田舎で深まった絆…仲間との別れに「それでいいのか?」 石塚綜一郎を変えた親との車中

プロ初本塁打を放ったソフトバンク・石塚綜一郎【写真:小池義弘】
プロ初本塁打を放ったソフトバンク・石塚綜一郎【写真:小池義弘】

楽天戦でプロ初安打&初HR…秋田県秋田市の出身で「僕のところは田舎」

「お前はそれでいいのか?」

 恩師からの一言を、今も忘れられない。東北で記念の一打を放ったことも、何かの縁だ。1-2でサヨナラ負けを喫した21日の楽天戦(楽天モバイルパーク)。「7番・指名打者」で出場した石塚綜一郎捕手はプロ初安打とプロ初本塁打を記録。2019年に育成ドラフト1巡目で入団した23歳を“変えた”出来事は「中学校1年生の秋」にあった。

 2回2死、相手先発・内の変化球を弾き返して中安打を記録すると、記念のボールはすぐさまベンチに戻ってきた。第2打席は両チーム無得点で迎えた5回無死だった。145キロの直球を振り抜くと、白球は左翼ポール際へ。ファウルかと思われた打球は風にも流されてポールの内側へ。「今まで取り組んできたポール際の打球が切れずにフェアゾーンに返ってくる理想のバッティングができました」。初本塁打を含む2安打1打点1四球。3度の出塁を果たした。

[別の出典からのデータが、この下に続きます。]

//! Durable client state: the current instance pointer.

use std::io::{ErrorKind, Write};
use std::path::{Path, PathBuf};
use std::sync::atomic::{AtomicUsize, Ordering};

use parking_lot::Mutex;
use schemasync_schema::InstanceId;
use serde::{Deserialize, Serialize};
use thiserror::Error;

/// Errors reading or writing persisted state.
#[derive(Debug, Error)]
pub enum StateError {
	/// Filesystem failure.
	#[error("I/O error on {path}: {error}")]
	Io {
		/// File or directory involved.
		path: PathBuf,
		/// The underlying I/O error.
		error: std::io::Error,
	},
	/// The state file is not valid JSON.
	#[error("corrupt state file {path}: {error}")]
	Decode {
		/// State file.
		path: PathBuf,
		/// Decoder error.
		error: serde_json::Error,
	},
	/// Encoding failed.
	#[error("failed to encode state: {0}")]
	Encode(#[from] serde_json::Error),
}

/// Storage for the current instance pointer.
pub trait InstanceStateStore: Send + Sync + 'static {
	/// Reads the persisted instance, if any.
	fn load_current(&self) -> Result<Option<InstanceId>, StateError>;

	/// Persists `instance` as current.
	fn save_current(&self, instance: &InstanceId) -> Result<(), StateError>;
}

#[derive(Debug, Default, Serialize, Deserialize)]
struct StateFile {
	#[serde(default)]
	current_instance: Option<InstanceId>,
}

/// [`InstanceStateStore`] backed by `state.json` in a directory.
///
/// Writes go to a temp file in the same directory and are renamed into place, so
/// a crash never leaves a torn file.
#[derive(Debug, Clone)]
pub struct FileStateStore {
	dir: PathBuf,
	path: PathBuf,
}

impl FileStateStore {
	/// Store in `dir`. The directory is created on first save.
	pub fn new(dir: impl Into<PathBuf>) -> Self {
		let dir = dir.into();
		let path = dir.join("state.json");
		Self { dir, path }
	}

	/// Path of the state file.
	pub fn path(&self) -> &Path {
		&self.path
	}

	fn io(path: &Path) -> impl FnOnce(std::io::Error) -> StateError + '_ {
		move |error| StateError::Io {
			path: path.to_path_buf(),
			error,
		}
	}
}

impl InstanceStateStore for FileStateStore {
	fn load_current(&self) -> Result<Option<InstanceId>, StateError> {
		let bytes = match std::fs::read(&self.path) {
			Ok(bytes) => bytes,
			Err(error) if error.kind() == ErrorKind::NotFound => return Ok(None),
			Err(error) => return Err(Self::io(&self.path)(error)),
		};
		let state: StateFile = serde_json::from_slice(&bytes).map_err(|error| StateError::Decode {
			path: self.path.clone(),
			error,
		})?;
		Ok(state.current_instance)
	}

	fn save_current(&self, instance: &InstanceId) -> Result<(), StateError> {
		std::fs::create_dir_all(&self.dir).map_err(Self::io(&self.dir))?;
		let body = serde_json::to_vec_pretty(&StateFile {
			current_instance: Some(instance.clone()),
		})?;
		let mut tmp = tempfile::NamedTempFile::new_in(&self.dir).map_err(Self::io(&self.dir))?;
		tmp.write_all(&body).map_err(Self::io(tmp.path()))?;
		tmp.as_file().sync_all().map_err(Self::io(&self.path))?;
		tmp.persist(&self.path).map_err(|err| Self::io(&self.path)(err.error))?;
		tracing::debug!(instance_id = %instance, path = %self.path.display(), "state.saved");
		Ok(())
	}
}

/// In-memory [`InstanceStateStore`].
#[derive(Debug, Default)]
pub struct MemoryStateStore {
	current: Mutex<Option<InstanceId>>,
	saves: AtomicUsize,
}

impl MemoryStateStore {
	/// Store pre-seeded with `instance`.
	pub fn with_current(instance: impl Into<InstanceId>) -> Self {
		Self {
			current: Mutex::new(Some(instance.into())),
			saves: AtomicUsize::new(0),
		}
	}

	/// Number of successful saves.
	pub fn saves(&self) -> usize {
		self.saves.load(Ordering::SeqCst)
	}
}

impl InstanceStateStore for MemoryStateStore {
	fn load_current(&self) -> Result<Option<InstanceId>, StateError> {
		Ok(self.current.lock().clone())
	}

	fn save_current(&self, instance: &InstanceId) -> Result<(), StateError> {
		*self.current.lock() = Some(instance.clone());
		self.saves.fetch_add(1, Ordering::SeqCst);
		Ok(())
	}
}
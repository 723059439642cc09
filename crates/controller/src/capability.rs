//! Capability resolution.
//!
//! Two directions live here:
//! - deriving an agent's capability set from its static profile
//!   (expertise areas, then display name as a legacy fallback);
//! - deriving which capabilities an intent requires.
//!
//! Both are pure functions of their inputs.

use verdant_core::types::{Capability, CapabilitySet, ImageIntent, Intent, IntentSubtype, IntentType};

// =============================================================================
// Profile -> Capabilities
// =============================================================================

/// Derive the full capability set for a specialist.
///
/// Union of the expertise-area table, the name heuristic (only when the table
/// yields no domain capability), and the baseline every agent carries.
pub fn derive_capabilities(name: &str, expertise_areas: &[String]) -> CapabilitySet {
    let mut capabilities: CapabilitySet = expertise_areas
        .iter()
        .flat_map(|area| expertise_capabilities(area))
        .collect();

    if capabilities.is_empty() {
        capabilities.extend(name_capabilities(name));
    }

    capabilities.extend(Capability::baseline());
    capabilities
}

/// Capabilities implied by one free-text expertise area.
///
/// Matching ignores case, surrounding whitespace, and `_`/`-` separators.
/// Unknown areas map to nothing.
pub fn expertise_capabilities(area: &str) -> Vec<Capability> {
    use Capability::*;

    match normalize(area).as_str() {
        "gardening" | "plant care" | "pest control" | "soil" | "soil health" | "plant selection"
        | "pruning" | "lawn care" | "vegetable garden" | "composting" | "fertilizing"
        | "seasonal planting" | "уход за растениями" | "защита растений" | "подбор растений" => {
            vec![Gardening]
        }
        "landscape design" | "garden design" | "design" | "style selection" | "composition"
        | "ландшафтный дизайн" | "дизайн" => vec![LandscapeDesign],
        "zoning" | "planting plans" | "layout" | "зонирование" => vec![LandscapeDesign, Planning],
        "site analysis" | "анализ участка" => vec![LandscapeDesign, Analysis],
        "planning" | "project planning" | "budgeting" | "планирование" => vec![Planning],
        "construction" | "paving" | "materials" | "drainage" | "hardscape" | "retaining walls"
        | "decking" | "irrigation" | "строительство" | "материалы" | "дренаж" => {
            vec![Construction]
        }
        "ecology" | "biodiversity" | "water conservation" | "sustainability" | "wildlife"
        | "native plants" | "экология" | "биоразнообразие" | "местные растения" => vec![Ecology],
        "photo analysis" | "image analysis" | "анализ фото" => vec![ImageAnalysis],
        "visualization" | "rendering" | "визуализация" => vec![ImageGeneration],
        _ => Vec::new(),
    }
}

// Legacy compatibility only: keyword matching on display names. New profiles
// should declare expertise areas instead of extending this list.
const NAME_KEYWORDS: &[(&[&str], &str)] = &[
    (&["garden", "plant", "сад", "растен"], "gardening"),
    (&["landscape", "design", "ландшафт", "дизайн"], "landscape_design"),
    (&["build", "construct", "строит"], "construction"),
    (&["eco", "nature", "эколог", "природ"], "ecology"),
    (&["planner", "планиров"], "planning"),
];

/// Capabilities guessed from a display name.
pub fn name_capabilities(name: &str) -> Vec<Capability> {
    let lower = name.to_lowercase();
    NAME_KEYWORDS
        .iter()
        .filter(|(keywords, _)| keywords.iter().any(|k| lower.contains(k)))
        .map(|(_, tag)| Capability::from(*tag))
        .collect()
}

fn normalize(area: &str) -> String {
    area.trim()
        .to_lowercase()
        .replace(['_', '-'], " ")
        .split_whitespace()
        .collect::<Vec<_>>()
        .join(" ")
}

// =============================================================================
// Intent -> Capabilities
// =============================================================================

/// Capability required by an intent's base type. `None` means any agent
/// qualifies.
pub fn required_capability(intent_type: IntentType) -> Option<Capability> {
    match intent_type {
        IntentType::Consultation | IntentType::Modification => Some(Capability::Consultation),
        IntentType::Analysis => Some(Capability::Analysis),
        IntentType::Generation => Some(Capability::TextGeneration),
        IntentType::Unclear => None,
    }
}

/// Capability required by a subtype. `None` means no extra requirement.
pub fn subtype_capability(subtype: &IntentSubtype) -> Option<Capability> {
    match subtype {
        IntentSubtype::PlantSelection | IntentSubtype::PlantCare | IntentSubtype::PestControl => {
            Some(Capability::Gardening)
        }
        IntentSubtype::ConstructionAdvice | IntentSubtype::MaterialSelection => {
            Some(Capability::Construction)
        }
        IntentSubtype::DesignConcept | IntentSubtype::Zoning => Some(Capability::LandscapeDesign),
        IntentSubtype::EcologyAdvice => Some(Capability::Ecology),
        IntentSubtype::ImageAnalysis => Some(Capability::ImageAnalysis),
        IntentSubtype::ImageGeneration => Some(Capability::ImageGeneration),
        IntentSubtype::PlanGeneration => Some(Capability::Planning),
        IntentSubtype::Other(_) => None,
    }
}

/// Two-stage eligibility check shared by capability-driven agents.
///
/// Stage 1 checks the base type's requirement; stage 2 runs only when a
/// subtype is present. Attachments never gate eligibility.
pub fn satisfies_intent(capabilities: &CapabilitySet, intent: &Intent) -> bool {
    let base_ok = required_capability(intent.intent_type)
        .map(|cap| capabilities.contains(&cap))
        .unwrap_or(true);
    if !base_ok {
        return false;
    }

    intent
        .subtype
        .as_ref()
        .and_then(subtype_capability)
        .map(|cap| capabilities.contains(&cap))
        .unwrap_or(true)
}

/// Whether the intent asks for image generation by any of the accepted shapes.
pub fn wants_image_generation(intent: &Intent) -> bool {
    intent.plans_image_generation()
        || intent.is_legacy_image_generation()
        || intent.image_intent == Some(ImageIntent::GenerateBased)
}

/// The most specific capability an intent asks for, used for ranking.
pub fn preferred_capability(intent: &Intent) -> Option<Capability> {
    if wants_image_generation(intent) {
        return Some(Capability::ImageGeneration);
    }
    intent.subtype.as_ref().and_then(subtype_capability)
}

/// Capabilities used for the registry's any-of lookup. `None` means the
/// intent does not constrain routing.
pub fn routing_capabilities(intent: &Intent) -> Option<Vec<Capability>> {
    if intent.intent_type == IntentType::Unclear && !wants_image_generation(intent) {
        return None;
    }

    let mut capabilities: Vec<Capability> = required_capability(intent.intent_type)
        .into_iter()
        .chain(preferred_capability(intent))
        .collect();
    capabilities.dedup();
    Some(capabilities)
}

#[cfg(test)]
mod tests {
    use super::*;

    fn areas(items: &[&str]) -> Vec<String> {
        items.iter().map(|s| s.to_string()).collect()
    }

    #[test]
    fn test_expertise_table_matches_loosely() {
        assert_eq!(expertise_capabilities("Pest Control"), vec![Capability::Gardening]);
        assert_eq!(expertise_capabilities("pest_control"), vec![Capability::Gardening]);
        assert_eq!(
            expertise_capabilities(" zoning "),
            vec![Capability::LandscapeDesign, Capability::Planning]
        );
        assert!(expertise_capabilities("astrology").is_empty());
    }

    #[test]
    fn test_baseline_always_present() {
        let caps = derive_capabilities("Nobody", &[]);
        for cap in Capability::baseline() {
            assert!(caps.contains(&cap));
        }
        assert_eq!(caps.len(), 3);
    }

    #[test]
    fn test_name_heuristic_only_when_table_is_silent() {
        let from_name = derive_capabilities("Садовод", &[]);
        assert!(from_name.contains(&Capability::Gardening));

        let from_table = derive_capabilities("Garden Builder", &areas(&["paving"]));
        assert!(from_table.contains(&Capability::Construction));
        assert!(!from_table.contains(&Capability::Gardening));
    }

    #[test]
    fn test_derivation_is_order_independent() {
        let a = derive_capabilities("x", &areas(&["zoning", "pest control", "paving"]));
        let b = derive_capabilities("x", &areas(&["paving", "zoning", "pest control"]));
        assert_eq!(a, b);
    }

    #[test]
    fn test_required_capability_by_type() {
        assert_eq!(required_capability(IntentType::Modification), Some(Capability::Consultation));
        assert_eq!(required_capability(IntentType::Generation), Some(Capability::TextGeneration));
        assert_eq!(required_capability(IntentType::Unclear), None);
    }

    #[test]
    fn test_two_stage_check() {
        let gardener = derive_capabilities("Gardener", &areas(&["pest control"]));
        let consult = Intent::new(IntentType::Consultation, 0.9, "").with_subtype("plantSelection");
        assert!(satisfies_intent(&gardener, &consult));

        let build = Intent::new(IntentType::Consultation, 0.9, "").with_subtype("constructionAdvice");
        assert!(!satisfies_intent(&gardener, &build));

        let unlisted = Intent::new(IntentType::Analysis, 0.9, "").with_subtype("weatherForecast");
        assert!(satisfies_intent(&gardener, &unlisted));
    }

    #[test]
    fn test_unclear_does_not_constrain_routing() {
        let unclear = Intent::new(IntentType::Unclear, 0.2, "");
        assert!(routing_capabilities(&unclear).is_none());

        let generate = Intent::new(IntentType::Generation, 0.9, "").with_subtype("imageGeneration");
        assert_eq!(
            routing_capabilities(&generate),
            Some(vec![Capability::TextGeneration, Capability::ImageGeneration])
        );
    }
}
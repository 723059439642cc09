//! Bounded execution history.

use chrono::{DateTime, Utc};
use serde::Serialize;
use std::collections::VecDeque;
use std::time::Duration;

/// Default number of samples kept per component.
pub const DEFAULT_WINDOW_SIZE: usize = 100;

#[derive(Debug, Clone, Copy)]
struct ExecutionSample {
    duration: Duration,
    success: bool,
}

/// Rolling window of the most recent executions plus lifetime counters.
#[derive(Debug, Clone)]
pub struct ExecutionWindow {
    samples: VecDeque<ExecutionSample>,
    capacity: usize,
    success_count: u64,
    error_count: u64,
    last_execution: Option<DateTime<Utc>>,
}

impl ExecutionWindow {
    /// Create an empty window holding at most `capacity` samples.
    pub fn new(capacity: usize) -> Self {
        let capacity = capacity.max(1);
        Self {
            samples: VecDeque::with_capacity(capacity),
            capacity,
            success_count: 0,
            error_count: 0,
            last_execution: None,
        }
    }

    /// Append an outcome, evicting the oldest sample when full.
    pub fn record(&mut self, duration: Duration, success: bool) {
        if self.samples.len() == self.capacity {
            self.samples.pop_front();
        }
        self.samples.push_back(ExecutionSample { duration, success });
        if success {
            self.success_count += 1;
        } else {
            self.error_count += 1;
        }
        self.last_execution = Some(Utc::now());
    }

    /// Samples currently retained.
    pub fn len(&self) -> usize {
        self.samples.len()
    }

    pub fn is_empty(&self) -> bool {
        self.samples.is_empty()
    }

    /// Snapshot statistics. Latency and success rate cover the retained
    /// samples; counts are lifetime totals.
    pub fn stats(&self, component: &str) -> ExecutionStats {
        if self.samples.is_empty() {
            return ExecutionStats {
                success_count: self.success_count,
                error_count: self.error_count,
                total_executions: self.success_count + self.error_count,
                last_execution: self.last_execution,
                ..ExecutionStats::empty(component)
            };
        }

        let window = self.samples.len();
        let millis = |s: &ExecutionSample| s.duration.as_micros() as f64 / 1000.0;
        let total_ms: f64 = self.samples.iter().map(millis).sum();
        let min_ms = self.samples.iter().map(millis).fold(f64::INFINITY, f64::min);
        let max_ms = self.samples.iter().map(millis).fold(0.0, f64::max);
        let window_successes = self.samples.iter().filter(|s| s.success).count();

        ExecutionStats {
            component: component.to_string(),
            total_executions: self.success_count + self.error_count,
            success_count: self.success_count,
            error_count: self.error_count,
            success_rate: window_successes as f64 / window as f64,
            average_execution_ms: total_ms / window as f64,
            min_execution_ms: min_ms,
            max_execution_ms: max_ms,
            window_size: window,
            last_execution: self.last_execution,
        }
    }
}

impl Default for ExecutionWindow {
    fn default() -> Self {
        Self::new(DEFAULT_WINDOW_SIZE)
    }
}

/// Point-in-time execution statistics for one component or agent.
#[derive(Debug, Clone, PartialEq, Serialize)]
#[serde(rename_all = "camelCase")]
pub struct ExecutionStats {
    pub component: String,
    pub total_executions: u64,
    pub success_count: u64,
    pub error_count: u64,
    /// Fraction of successful samples in the window, `0.0` when empty.
    pub success_rate: f64,
    pub average_execution_ms: f64,
    pub min_execution_ms: f64,
    pub max_execution_ms: f64,
    /// Samples the latency figures were computed from.
    pub window_size: usize,
    pub last_execution: Option<DateTime<Utc>>,
}

impl ExecutionStats {
    /// All-zero statistics.
    pub fn empty(component: &str) -> Self {
        Self {
            component: component.to_string(),
            total_executions: 0,
            success_count: 0,
            error_count: 0,
            success_rate: 0.0,
            average_execution_ms: 0.0,
            min_execution_ms: 0.0,
            max_execution_ms: 0.0,
            window_size: 0,
            last_execution: None,
        }
    }
}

 記念すべきプロ1号を放つまで、石塚がどんな人生を歩んできたのか。深く印象に残っているのが仲間との“別れ”だ。野球は祖父の影響で始めた。秋田市の出身で、自宅のテレビには仙台を本拠地とする楽天戦が映っていることが多かった。「市内ですけど、僕のところはめっちゃ田舎です。1学年1クラスで同級生は12人しかいなかった。男子はみんな野球をしていました」と、苦笑いを浮かべながら回想した。